PERL WEEKLY CHALLENGE – 056

This is my 26th week participating into the weekly challenge.


TASK #1

Diff-K

You are given an array @N of positive integers (sorted) and another non negative integer k.

Write a script to find if there exists 2 indices i and j such that A[i] – A[j] = k and i != j.

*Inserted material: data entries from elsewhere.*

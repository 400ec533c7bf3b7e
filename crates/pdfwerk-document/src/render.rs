// SPDX-License-Identifier: PMPL-1.0-or-later
// Copyright (c) 2026 Jonathan D.A. Jewell (hyperpolymath) <jonathan.jewell@open.ac.uk>
//
// Page rasterisation through pdfium. The native library is bound on first
// use, so constructing a rasterizer never fails and operations that do not
// render pages work on machines without pdfium installed.

use std::path::Path;
use std::sync::OnceLock;

use image::RgbImage;
use pdfium_render::prelude::*;
use pdfwerk_core::PageRange;
use pdfwerk_core::error::{PdfwerkError, Result};
use tracing::{debug, info, instrument};

use crate::codec::PageRasterizer;

/// Points per inch in PDF user space.
const POINTS_PER_INCH: f32 = 72.0;

/// [`PageRasterizer`] backed by a lazily bound pdfium library.
#[derive(Default)]
pub struct PdfiumRasterizer {
    pdfium: OnceLock<Pdfium>,
}

impl PdfiumRasterizer {
    pub fn new() -> Self {
        Self::default()
    }

    fn pdfium(&self) -> Result<&Pdfium> {
        if let Some(pdfium) = self.pdfium.get() {
            return Ok(pdfium);
        }
        let bindings = Pdfium::bind_to_library(Pdfium::pdfium_platform_library_name_at_path("./"))
            .or_else(|_| Pdfium::bind_to_system_library())
            .map_err(|err| {
                PdfwerkError::RenderError(format!("failed to load pdfium library: {}", err))
            })?;
        info!("pdfium library bound");
        Ok(self.pdfium.get_or_init(|| Pdfium::new(bindings)))
    }
}

impl PageRasterizer for PdfiumRasterizer {
    #[instrument(skip(self, sink), fields(path = %path.display(), range = %range, dpi))]
    fn rasterize(
        &self,
        path: &Path,
        range: PageRange,
        dpi: u32,
        sink: &mut dyn FnMut(u32, RgbImage) -> Result<()>,
    ) -> Result<()> {
        let pdfium = self.pdfium()?;
        let document = pdfium.load_pdf_from_file(path, None).map_err(|err| {
            PdfwerkError::RenderError(format!("failed to load {}: {}", path.display(), err))
        })?;

        let available = document.pages().len() as u32;
        let zoom = dpi as f32 / POINTS_PER_INCH;
        debug!(available, zoom, "Rendering pages");

        for index in range.indices(available) {
            let page_number = index + 1;
            let page_index = page_index(index)?;
            let page = document.pages().get(page_index).map_err(|err| {
                PdfwerkError::RenderError(format!("failed to get page {}: {}", page_number, err))
            })?;

            let width = (page.width().value * zoom).round().max(1.0) as i32;
            let height = (page.height().value * zoom).round().max(1.0) as i32;
            let config = PdfRenderConfig::new()
                .set_target_width(width)
                .set_target_height(height);

            let bitmap = page.render_with_config(&config).map_err(|err| {
                PdfwerkError::RenderError(format!(
                    "failed to render page {}: {}",
                    page_number, err
                ))
            })?;

            sink(page_number, bitmap.as_image().into_rgb8())?;
        }
        Ok(())
    }
}

/// Convert a 0-based page index to the renderer's index type.
fn page_index(index: u32) -> Result<u16> {
    u16::try_from(index).map_err(|_| {
        PdfwerkError::RenderError(format!(
            "page {} is beyond what the renderer can address",
            u64::from(index) + 1
        ))
    })
}
// SPDX-License-Identifier: PMPL-1.0-or-later
// Copyright (c) 2026 Jonathan D.A. Jewell (hyperpolymath) <jonathan.jewell@open.ac.uk>
//
// Human-readable messages for errors and informational outcomes.
//
// Every technical error is mapped to plain English with a clear suggestion.
// Cancellation maps to nothing at all: the user already knows they cancelled.

use crate::error::PdfwerkError;
use crate::types::CompressionOutcome;

/// Severity of a message from the user's perspective.
#[derive(Debug, Clone, Copy, PartialEq, Eq)]
pub enum Severity {
    /// Not a failure: something worth knowing about the result.
    Info,
    /// The user can fix this (pick another file, change a setting).
    ActionRequired,
    /// The file itself is the problem; retrying will not help.
    Permanent,
}

/// A human-readable message with plain English summary and suggestion.
#[derive(Debug, Clone)]
pub struct HumanError {
    /// Plain English summary (shown as a heading).
    pub message: String,
    /// What the user should try (shown as body text).
    pub suggestion: String,
    /// Severity level (drives icon/colour in the shell).
    pub severity: Severity,
}

/// Convert a `PdfwerkError` into something a non-technical user understands.
///
/// Returns `None` for cancellation, which is always silent.
pub fn humanize_error(err: &PdfwerkError) -> Option<HumanError> {
    let human = match err {
        PdfwerkError::Cancelled => return None,

        PdfwerkError::UnsupportedDocument(detail) => HumanError {
            message: "This type of file isn't supported here.".into(),
            suggestion: format!("Choose a file of the right type for this tool. (File type: {detail})"),
            severity: Severity::ActionRequired,
        },

        PdfwerkError::NoInput(_) => HumanError {
            message: "No suitable files were selected.".into(),
            suggestion: "Pick or drop files with the right extension for this tool.".into(),
            severity: Severity::ActionRequired,
        },

        PdfwerkError::InvalidRequest(detail) => HumanError {
            message: "One of the settings is out of range.".into(),
            suggestion: format!("Adjust the setting and try again. ({detail})"),
            severity: Severity::ActionRequired,
        },

        PdfwerkError::Probe(_) => HumanError {
            message: "We couldn't count the pages in this PDF.".into(),
            suggestion: "The whole document will be processed.".into(),
            severity: Severity::Info,
        },

        PdfwerkError::PdfError(_) => HumanError {
            message: "There's a problem with this PDF file.".into(),
            suggestion: "The file may be damaged or password-protected. Try opening it in a PDF viewer first to check it works.".into(),
            severity: Severity::Permanent,
        },

        PdfwerkError::ImageError(_) => HumanError {
            message: "There's a problem with this image.".into(),
            suggestion: "The image may be damaged or in an unusual format. Try saving it as a JPEG or PNG first.".into(),
            severity: Severity::Permanent,
        },

        PdfwerkError::RenderError(detail) => {
            if detail.contains("library") {
                HumanError {
                    message: "The page renderer isn't installed.".into(),
                    suggestion: "Install the pdfium library next to the application or in a system library folder.".into(),
                    severity: Severity::ActionRequired,
                }
            } else {
                HumanError {
                    message: "A page of this PDF couldn't be drawn.".into(),
                    suggestion: "The file may be damaged. Try a lower DPI or a smaller page range.".into(),
                    severity: Severity::Permanent,
                }
            }
        }

        PdfwerkError::OfficeError(_) => HumanError {
            message: "The spreadsheet or Word document couldn't be processed.".into(),
            suggestion: "Check the workbook opens in a spreadsheet program, and that the output folder is writable.".into(),
            severity: Severity::Permanent,
        },

        PdfwerkError::NothingExtracted(_) => HumanError {
            message: "Nothing could be extracted.".into(),
            suggestion: "The document may only contain scanned images, or none of the selected files were readable.".into(),
            severity: Severity::Info,
        },

        PdfwerkError::Io(io_err) => match io_err.kind() {
            std::io::ErrorKind::NotFound => HumanError {
                message: "The file couldn't be found.".into(),
                suggestion: "It may have been moved or deleted. Try choosing the file again.".into(),
                severity: Severity::ActionRequired,
            },
            std::io::ErrorKind::PermissionDenied => HumanError {
                message: "The app doesn't have permission to use that file.".into(),
                suggestion: "Check the file permissions, or copy the file to a different folder first.".into(),
                severity: Severity::ActionRequired,
            },
            _ => HumanError {
                message: "There was a problem reading or writing a file.".into(),
                suggestion: "Try again. If this keeps happening, your disk may be full.".into(),
                severity: Severity::Permanent,
            },
        },

        PdfwerkError::Serialization(_) => HumanError {
            message: "The settings file couldn't be read.".into(),
            suggestion: "Delete config.json in the app's data folder to restore the defaults.".into(),
            severity: Severity::ActionRequired,
        },
    };
    Some(human)
}

/// Informational notice for a compression outcome, if any.
///
/// Only a skipped lossy fallback produces one.
pub fn notice_for_outcome(outcome: &CompressionOutcome) -> Option<HumanError> {
    outcome
        .skipped_lossy_reason
        .as_ref()
        .map(|reason| HumanError {
            message: "Stronger compression was skipped.".into(),
            suggestion: reason.clone(),
            severity: Severity::Info,
        })
}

It should print the pairs of indices, if any such pairs exist.

Example:

    @N = (2, 7, 9)
    $k = 2

Output : 2,1


I just brute forced this by looping through the array twice. So it has a computational complexity of O(n**2)

Nothing too complicated.

I’m sure there us some nifty Raku 1 liner, but I am honestly more keen on the next challenge.

Perl 5 solution

#!/usr/bin/perl
# Test: ./ch-1.pl
use strict;
use warnings;
use feature qw /say/;

my @N = (2, 7, 9);
my $k = 2;

for (my $i = 0; $i < scalar(@N); $i++) {
	for (my $j = 0; $j < scalar(@N); $j++) {
		next if $i == $j;
		say "$i, $j" if ($N[$i] - $N[$j] == $k);
	}
}

Output

2, 1

Raku solution

# Test: perl6 ch-1.p6 
multi MAIN() {
	my @N = (2, 7, 9);
	my $k = 2;

	loop (my $i = 0; $i < @N.elems; $i++) {
		loop (my $j = 0; $j < @N.elems; $j++) {
			next if $i == $j;
			say "$i, $j" if (@N[$i] - @N[$j] == $k);
		}
	}
}

Output

2, 1

TASK #2



Path Sum


You are given a binary tree and a sum, write a script to find if the tree has a path such that adding up all the values along the path equals the given sum. Only complete paths (from root to leaf node) may be considered for a sum.

Example

Given the below binary tree and sum = 22,

          5
         / \
        4   8
       /   / \
      11  13  9
     /  \      \
    7    2      1

For the given binary tree, the partial path sum 5 → 8 → 9 = 22 is not valid.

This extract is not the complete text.